**What needs to be done**
The lines from the start of the data up to and including the one with "since cloning began." should be returned exactly, and nothing else.

**Records for the exercise**
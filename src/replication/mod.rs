//! Replica-set write path and the majority-acknowledgement gate.
//!
//! Every destructive write on a shard goes through [`ReplicaSet`]: it is
//! applied on the primary, appended to the oplog and then, where the caller
//! needs durability, gated on [`ReplicaSet::wait_for_majority`].

pub mod oplog;
pub mod replica_set;
pub mod storage;

pub use oplog::{OpKind, OpTime, OplogEntry};
pub use replica_set::{ReplicaMember, ReplicaSet};
pub use storage::Storage;
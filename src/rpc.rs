//! Shard-to-shard RPCs used by chunk migration.
//!
//! The recipient-side entry points (`_recvChunkStart`, `_recvChunkStatus`,
//! `_recvChunkCommit`, `_recvChunkAbort`) are called by the donor; the
//! donor-side entry points (`_migrateClone`, `_transferMods`) are called by
//! the recipient. Every message is bincode-encoded on the way in and out.

use async_trait::async_trait;
use parking_lot::RwLock;
use serde::{Deserialize, Serialize};
use std::collections::{HashMap, HashSet};
use std::sync::{Arc, Weak};
use uuid::Uuid;

use crate::error::{Error, ErrorCode, Result};
use crate::keys::{ChunkRange, Document, ShardKeyPattern, Value};
use crate::sharding::RecipientState;
use crate::types::{Namespace, ShardId};

/// Arguments of `_recvChunkStart`.
#[derive(Debug, Clone, Serialize, Deserialize)]
pub struct RecvChunkStartRequest {
    pub session_id: Uuid,
    pub ns: Namespace,
    pub range: ChunkRange,
    pub from: ShardId,
    pub key_pattern: ShardKeyPattern,
}

/// Reply of `_recvChunkStatus`.
#[derive(Debug, Clone, Serialize, Deserialize)]
pub struct RecvChunkStatus {
    pub session_id: Option<Uuid>,
    pub ns: Option<Namespace>,
    pub range: Option<ChunkRange>,
    pub state: RecipientState,
    /// Step number, 1 to 5, or 0 when no receive is running.
    pub step: u8,
    pub cloned: u64,
    pub transferred: u64,
    pub errmsg: Option<String>,
}

impl RecvChunkStatus {
    /// Status of a node that has never received a chunk.
    pub fn idle() -> Self {
        Self {
            session_id: None,
            ns: None,
            range: None,
            state: RecipientState::Ready,
            step: 0,
            cloned: 0,
            transferred: 0,
            errmsg: None,
        }
    }
}

/// Writes buffered by the donor since cloning began.
#[derive(Debug, Clone, Default, Serialize, Deserialize)]
pub struct TransferMods {
    /// Current versions of inserted or updated documents.
    pub upserts: Vec<Document>,
    /// `_id`s of deleted documents.
    pub deletes: Vec<Value>,
}

impl TransferMods {
    pub fn is_empty(&self) -> bool {
        self.upserts.is_empty() && self.deletes.is_empty()
    }

    pub fn len(&self) -> usize {
        self.upserts.len() + self.deletes.len()
    }
}

/// A shard-to-shard request.
#[derive(Debug, Clone, Serialize, Deserialize)]
pub enum ShardRequest {
    RecvChunkStart(RecvChunkStartRequest),
    RecvChunkStatus,
    RecvChunkCommit { session_id: Uuid },
    RecvChunkAbort { session_id: Uuid },
    MigrateClone { session_id: Uuid, batch_size: usize },
    TransferMods { session_id: Uuid },
}

impl ShardRequest {
    /// Wire name of the RPC.
    pub fn name(&self) -> &'static str {
        match self {
            ShardRequest::RecvChunkStart(_) => "_recvChunkStart",
            ShardRequest::RecvChunkStatus => "_recvChunkStatus",
            ShardRequest::RecvChunkCommit { .. } => "_recvChunkCommit",
            ShardRequest::RecvChunkAbort { .. } => "_recvChunkAbort",
            ShardRequest::MigrateClone { .. } => "_migrateClone",
            ShardRequest::TransferMods { .. } => "_transferMods",
        }
    }
}

/// Reply to a [`ShardRequest`].
#[derive(Debug, Clone, Serialize, Deserialize)]
pub enum ShardResponse {
    Ok,
    Status(RecvChunkStatus),
    Docs(Vec<Document>),
    Mods(TransferMods),
    Error { code: ErrorCode, message: String },
}

impl ShardResponse {
    /// Encode a handler result as a response.
    pub fn from_result<T>(result: Result<T>, wrap: impl FnOnce(T) -> ShardResponse) -> Self {
        match result {
            Ok(value) => wrap(value),
            Err(e) => ShardResponse::Error {
                code: e.code(),
                message: e.to_string(),
            },
        }
    }
}

/// Serves shard-to-shard requests; implemented by a shard node.
#[async_trait]
pub trait RpcHandler: Send + Sync {
    async fn handle_rpc(&self, request: ShardRequest) -> ShardResponse;
}

/// Client side of shard-to-shard RPCs.
#[async_trait]
pub trait ShardNetwork: Send + Sync {
    async fn call(&self, to: &ShardId, request: ShardRequest) -> Result<ShardResponse>;

    async fn recv_chunk_start(&self, to: &ShardId, request: RecvChunkStartRequest) -> Result<()> {
        match self.call(to, ShardRequest::RecvChunkStart(request)).await? {
            ShardResponse::Ok => Ok(()),
            other => Err(unexpected("_recvChunkStart", other)),
        }
    }

    async fn recv_chunk_status(&self, to: &ShardId) -> Result<RecvChunkStatus> {
        match self.call(to, ShardRequest::RecvChunkStatus).await? {
            ShardResponse::Status(status) => Ok(status),
            other => Err(unexpected("_recvChunkStatus", other)),
        }
    }

    async fn recv_chunk_commit(&self, to: &ShardId, session_id: Uuid) -> Result<RecvChunkStatus> {
        match self.call(to, ShardRequest::RecvChunkCommit { session_id }).await? {
            ShardResponse::Status(status) => Ok(status),
            other => Err(unexpected("_recvChunkCommit", other)),
        }
    }

    async fn recv_chunk_abort(&self, to: &ShardId, session_id: Uuid) -> Result<()> {
        match self.call(to, ShardRequest::RecvChunkAbort { session_id }).await? {
            ShardResponse::Ok => Ok(()),
            other => Err(unexpected("_recvChunkAbort", other)),
        }
    }

    async fn migrate_clone(&self, to: &ShardId, session_id: Uuid, batch_size: usize) -> Result<Vec<Document>> {
        match self
            .call(to, ShardRequest::MigrateClone { session_id, batch_size })
            .await?
        {
            ShardResponse::Docs(docs) => Ok(docs),
            other => Err(unexpected("_migrateClone", other)),
        }
    }

    async fn transfer_mods(&self, to: &ShardId, session_id: Uuid) -> Result<TransferMods> {
        match self.call(to, ShardRequest::TransferMods { session_id }).await? {
            ShardResponse::Mods(mods) => Ok(mods),
            other => Err(unexpected("_transferMods", other)),
        }
    }
}

fn unexpected(rpc: &str, response: ShardResponse) -> Error {
    match response {
        ShardResponse::Error { code, message } => Error::Remote { code, message },
        other => Error::Internal(format!("unexpected reply to {}: {:?}", rpc, other)),
    }
}

/// Serialize a message to bytes.
pub fn to_bytes<T: Serialize>(message: &T) -> Result<Vec<u8>> {
    Ok(bincode::serialize(message)?)
}

/// Deserialize a message from bytes.
pub fn from_bytes<T: for<'de> Deserialize<'de>>(bytes: &[u8]) -> Result<T> {
    Ok(bincode::deserialize(bytes)?)
}

/// Network connecting the shard nodes of one process.
#[derive(Default)]
pub struct InProcessNetwork {
    handlers: RwLock<HashMap<ShardId, Weak<dyn RpcHandler>>>,
    unreachable: RwLock<HashSet<ShardId>>,
}

impl InProcessNetwork {
    pub fn new() -> Arc<Self> {
        Arc::new(Self::default())
    }

    /// Route requests for `shard` to `handler`.
    pub fn register(&self, shard: ShardId, handler: Weak<dyn RpcHandler>) {
        self.handlers.write().insert(shard, handler);
    }

    /// Make requests to `shard` fail as if it were down.
    pub fn set_unreachable(&self, shard: &ShardId, unreachable: bool) {
        if unreachable {
            self.unreachable.write().insert(shard.clone());
        } else {
            self.unreachable.write().remove(shard);
        }
        tracing::info!(shard = %shard, unreachable, "shard reachability changed");
    }
}

#[async_trait]
impl ShardNetwork for InProcessNetwork {
    async fn call(&self, to: &ShardId, request: ShardRequest) -> Result<ShardResponse> {
        if self.unreachable.read().contains(to) {
            return Err(Error::ShardUnreachable(to.clone()));
        }
        let handler = self
            .handlers
            .read()
            .get(to)
            .cloned()
            .ok_or_else(|| Error::ShardNotFound(to.clone()))?
            .upgrade()
            .ok_or_else(|| Error::ShardUnreachable(to.clone()))?;

        let rpc = request.name();
        let request: ShardRequest = from_bytes(&to_bytes(&request)?)?;
        let response = handler.handle_rpc(request).await;
        let response: ShardResponse = from_bytes(&to_bytes(&response)?)?;
        tracing::trace!(to = %to, rpc, "rpc completed");
        Ok(response)
    }
}
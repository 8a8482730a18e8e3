//! Cluster-wide migration lock, one holder per namespace.

use dashmap::mapref::entry::Entry;
use dashmap::DashMap;
use std::sync::Arc;
use std::time::Instant;
use uuid::Uuid;

use crate::error::{Error, Result};
use crate::types::Namespace;

/// Current holder of a namespace lock.
#[derive(Debug, Clone)]
pub struct LockInfo {
    pub lock_id: Uuid,
    pub holder: String,
    pub why: String,
    pub acquired_at: Instant,
}

/// Migration locks shared by every shard of a cluster.
///
/// Acquisition never queues: a held lock fails the caller immediately with
/// [`Error::LockContention`].
#[derive(Debug, Default)]
pub struct DistLockManager {
    locks: DashMap<Namespace, LockInfo>,
}

impl DistLockManager {
    pub fn new() -> Arc<Self> {
        Arc::new(Self::default())
    }

    /// Take the lock for `ns` on behalf of `who`.
    pub fn try_lock(self: &Arc<Self>, ns: &Namespace, who: &str, why: &str) -> Result<DistLockGuard> {
        match self.locks.entry(ns.clone()) {
            Entry::Occupied(held) => {
                let info = held.get();
                tracing::debug!(ns = %ns, holder = %info.holder, requester = who, "migration lock busy");
                Err(Error::LockContention {
                    ns: ns.clone(),
                    holder: info.holder.clone(),
                    why: info.why.clone(),
                })
            }
            Entry::Vacant(slot) => {
                let lock_id = Uuid::new_v4();
                slot.insert(LockInfo {
                    lock_id,
                    holder: who.to_string(),
                    why: why.to_string(),
                    acquired_at: Instant::now(),
                });
                tracing::debug!(ns = %ns, holder = who, why, %lock_id, "migration lock acquired");
                Ok(DistLockGuard {
                    manager: self.clone(),
                    ns: ns.clone(),
                    lock_id,
                })
            }
        }
    }

    /// Current holder of the lock for `ns`.
    pub fn holder(&self, ns: &Namespace) -> Option<LockInfo> {
        self.locks.get(ns).map(|info| info.clone())
    }

    /// Release the lock for `ns` regardless of holder. Returns whether it was held.
    pub fn force_unlock(&self, ns: &Namespace) -> bool {
        let released = self.locks.remove(ns);
        if let Some((_, info)) = &released {
            tracing::warn!(ns = %ns, holder = %info.holder, "migration lock forcibly released");
        }
        released.is_some()
    }

    fn unlock(&self, ns: &Namespace, lock_id: Uuid) {
        if self
            .locks
            .remove_if(ns, |_, info| info.lock_id == lock_id)
            .is_some()
        {
            tracing::debug!(ns = %ns, %lock_id, "migration lock released");
        }
    }
}

/// Holds a namespace lock until dropped.
#[derive(Debug)]
pub struct DistLockGuard {
    manager: Arc<DistLockManager>,
    ns: Namespace,
    lock_id: Uuid,
}

impl DistLockGuard {
    pub fn ns(&self) -> &Namespace {
        &self.ns
    }

    pub fn lock_id(&self) -> Uuid {
        self.lock_id
    }
}

impl Drop for DistLockGuard {
    fn drop(&mut self) {
        self.manager.unlock(&self.ns, self.lock_id);
    }
}

#[cfg(test)]
mod tests {
    use super::*;

    #[test]
    fn test_second_lock_fails_fast() {
        let locks = DistLockManager::new();
        let ns = Namespace::new("foo.bar");
        let guard = locks.try_lock(&ns, "shard0000", "migrating chunk").unwrap();

        let err = locks.try_lock(&ns, "shard0001", "migrating chunk").unwrap_err();
        match err {
            Error::LockContention { holder, .. } => assert_eq!(holder, "shard0000"),
            other => panic!("unexpected error: {other}"),
        }

        // Other namespaces are independent.
        let _other = locks.try_lock(&Namespace::new("foo.baz"), "shard0001", "x").unwrap();

        drop(guard);
        assert!(locks.holder(&ns).is_none());
        assert!(locks.try_lock(&ns, "shard0001", "migrating chunk").is_ok());
    }

    #[test]
    fn test_stale_guard_does_not_release_new_holder() {
        let locks = DistLockManager::new();
        let ns = Namespace::new("foo.bar");
        let stale = locks.try_lock(&ns, "a", "x").unwrap();
        assert!(locks.force_unlock(&ns));

        let _fresh = locks.try_lock(&ns, "b", "y").unwrap();
        drop(stale);
        assert_eq!(locks.holder(&ns).unwrap().holder, "b");
    }
}
#[cfg(test)]
mod tests {
    use super::*;
    use crate::config::{MigrationConfig, ReplicationConfig};
    use crate::doc;
    use crate::failpoint::FailpointRegistry;
    use crate::keys::{ChunkRange, Document, ShardKey, ShardKeyPattern};
    use crate::metadata::{ConfigService, InMemoryConfigService, MetadataStore};
    use crate::metrics::ShardingMetrics;
    use crate::replication::ReplicaSet;
    use crate::rpc::{ShardNetwork, ShardRequest, ShardResponse};
    use crate::sharding::{ActiveOps, DistLockManager, NoopStepHook, RangeDeleter};
    use crate::types::{Namespace, ShardId};
    use async_trait::async_trait;
    use std::time::Duration;

    fn ns() -> Namespace {
        Namespace::new("foo.bar")
    }

    fn range() -> ChunkRange {
        ChunkRange::new(ShardKey::single(0), ShardKey::single(100)).unwrap()
    }

    /// Donor stand-in that serves a fixed set of documents and mods.
    struct ScriptedDonor {
        docs: Mutex<Vec<Document>>,
        mods: Mutex<Vec<TransferMods>>,
    }

    #[async_trait]
    impl ShardNetwork for ScriptedDonor {
        async fn call(&self, _to: &ShardId, request: ShardRequest) -> Result<ShardResponse> {
            Ok(match request {
                ShardRequest::MigrateClone { batch_size, .. } => {
                    let mut docs = self.docs.lock();
                    let n = batch_size.min(docs.len());
                    ShardResponse::Docs(docs.drain(..n).collect())
                }
                ShardRequest::TransferMods { .. } => {
                    ShardResponse::Mods(self.mods.lock().pop().unwrap_or_default())
                }
                other => panic!("unexpected request {:?}", other),
            })
        }
    }

    async fn setup(donor: ScriptedDonor) -> (Arc<InMemoryConfigService>, Arc<RecipientReceiver>, Arc<MigrationContext>) {
        let config = Arc::new(InMemoryConfigService::new());
        config
            .shard_collection(&ns(), ShardKeyPattern::ascending(&["_id"]).unwrap(), &"s0".into())
            .unwrap();
        config.split_chunk(&ns(), ShardKey::single(0)).unwrap();
        config.split_chunk(&ns(), ShardKey::single(100)).unwrap();

        let replica_set = ReplicaSet::new("s1".into(), ReplicationConfig::for_tests());
        let metrics = Arc::new(ShardingMetrics::new());
        let ctx = Arc::new(MigrationContext {
            shard_id: "s1".into(),
            config: MigrationConfig::for_tests().with_clone_batch_size(2),
            metadata: Arc::new(MetadataStore::new("s1".into(), config.clone())),
            replica_set: replica_set.clone(),
            deleter: Arc::new(RangeDeleter::new(
                replica_set,
                Arc::new(FailpointRegistry::new()),
                metrics.clone(),
            )),
            network: Arc::new(donor),
            locks: DistLockManager::new(),
            active_ops: ActiveOps::new(),
            hook: Arc::new(NoopStepHook),
            metrics,
        });
        (config, Arc::new(RecipientReceiver::new(ctx.clone())), ctx)
    }

    fn start_request() -> RecvChunkStartRequest {
        RecvChunkStartRequest {
            session_id: Uuid::new_v4(),
            ns: ns(),
            range: range(),
            from: "s0".into(),
            key_pattern: ShardKeyPattern::ascending(&["_id"]).unwrap(),
        }
    }

    async fn wait_for_state(receiver: &RecipientReceiver, state: RecipientState) {
        for _ in 0..200 {
            if receiver.recv_chunk_status().state == state {
                return;
            }
            tokio::time::sleep(Duration::from_millis(5)).await;
        }
        panic!("receiver never reached {}", state);
    }

    #[tokio::test]
    async fn test_receive_clone_mods_and_commit() {
        let donor = ScriptedDonor {
            docs: Mutex::new((1..=5).map(|i| doc! { "_id" => i }).collect()),
            mods: Mutex::new(vec![TransferMods {
                upserts: vec![doc! { "_id" => 50, "late" => true }],
                deletes: vec![2.into()],
            }]),
        };
        let (config, receiver, ctx) = setup(donor).await;
        // A leftover from an earlier aborted receive.
        ctx.replica_set.upsert(&ns(), doc! { "_id" => 99 }).unwrap();

        let request = start_request();
        let session_id = request.session_id;
        receiver.recv_chunk_start(request).unwrap();
        assert!(matches!(
            receiver.recv_chunk_start(start_request()),
            Err(Error::MigrationInProgress(_))
        ));

        wait_for_state(&receiver, RecipientState::At(RecipientStep::TransferredMods)).await;
        let md = ctx.metadata.get_metadata(&ns()).unwrap();
        assert!(md.key_is_pending(&ShardKey::single(3)));
        assert!(ctx.active_ops.has_op_with_msg(MIGRATE_THREAD_DESC, "step 4 of 5"));

        let status = receiver.recv_chunk_commit(session_id).await.unwrap();
        assert_eq!(status.step, 5);
        assert_eq!(status.cloned, 5);
        assert_eq!(status.transferred, 2);

        let storage = ctx.replica_set.primary();
        assert_eq!(storage.count(&ns()), 5);
        assert!(storage.get(&ns(), &2.into()).is_none());
        assert!(storage.get(&ns(), &99.into()).is_none());

        config
            .commit_migration(&ns(), &range(), &"s0".into(), &"s1".into())
            .await
            .unwrap();
        for _ in 0..200 {
            if ctx.metadata.get_metadata(&ns()).unwrap().key_belongs_to_me(&ShardKey::single(3)) {
                return;
            }
            tokio::time::sleep(Duration::from_millis(5)).await;
        }
        panic!("received range was never promoted");
    }

    #[tokio::test]
    async fn test_abort_discards_pending_range() {
        let donor = ScriptedDonor {
            docs: Mutex::new(vec![doc! { "_id" => 1 }]),
            mods: Mutex::new(Vec::new()),
        };
        let (_, receiver, ctx) = setup(donor).await;
        let request = start_request();
        let session_id = request.session_id;
        receiver.recv_chunk_start(request).unwrap();
        wait_for_state(&receiver, RecipientState::At(RecipientStep::TransferredMods)).await;

        receiver.recv_chunk_abort(session_id).unwrap();
        wait_for_state(&receiver, RecipientState::Aborted).await;
        assert_eq!(ctx.metadata.get_metadata(&ns()).unwrap().num_pending(), 0);
        assert!(matches!(
            receiver.recv_chunk_commit(session_id).await,
            Err(Error::MigrationAborted(_))
        ));

        // A new receive may start once the old one is over.
        receiver.recv_chunk_start(start_request()).unwrap();
    }
}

**Result of the exercise**
filename src/replication/mod.rs
//! Replica-set write path and the majority-acknowledgement gate.
//!
//! Every destructive write on a shard goes through [`ReplicaSet`]: it is
//! applied on the primary, appended to the oplog and then, where the caller
//! needs durability, gated on [`ReplicaSet::wait_for_majority`].

pub mod oplog;
pub mod replica_set;
pub mod storage;

pub use oplog::{OpKind, OpTime, OplogEntry};
pub use replica_set::{ReplicaMember, ReplicaSet};
pub use storage::Storage;
filename src/rpc.rs
//! Shard-to-shard RPCs used by chunk migration.
//!
//! The recipient-side entry points (`_recvChunkStart`, `_recvChunkStatus`,
//! `_recvChunkCommit`, `_recvChunkAbort`) are called by the donor; the
//! donor-side entry points (`_migrateClone`, `_transferMods`) are called by
//! the recipient. Every message is bincode-encoded on the way in and out.

use async_trait::async_trait;
use parking_lot::RwLock;
use serde::{Deserialize, Serialize};
use std::collections::{HashMap, HashSet};
use std::sync::{Arc, Weak};
use uuid::Uuid;

use crate::error::{Error, ErrorCode, Result};
use crate::keys::{ChunkRange, Document, ShardKeyPattern, Value};
use crate::sharding::RecipientState;
use crate::types::{Namespace, ShardId};

/// Arguments of `_recvChunkStart`.
#[derive(Debug, Clone, Serialize, Deserialize)]
pub struct RecvChunkStartRequest {
    pub session_id: Uuid,
    pub ns: Namespace,
    pub range: ChunkRange,
    pub from: ShardId,
    pub key_pattern: ShardKeyPattern,
}

/// Reply of `_recvChunkStatus`.
#[derive(Debug, Clone, Serialize, Deserialize)]
pub struct RecvChunkStatus {
    pub session_id: Option<Uuid>,
    pub ns: Option<Namespace>,
    pub range: Option<ChunkRange>,
    pub state: RecipientState,
    /// Step number, 1 to 5, or 0 when no receive is running.
    pub step: u8,
    pub cloned: u64,
    pub transferred: u64,
    pub errmsg: Option<String>,
}

impl RecvChunkStatus {
    /// Status of a node that has never received a chunk.
    pub fn idle() -> Self {
        Self {
            session_id: None,
            ns: None,
            range: None,
            state: RecipientState::Ready,
            step: 0,
            cloned: 0,
            transferred: 0,
            errmsg: None,
        }
    }
}

/// Writes buffered by the donor since cloning began.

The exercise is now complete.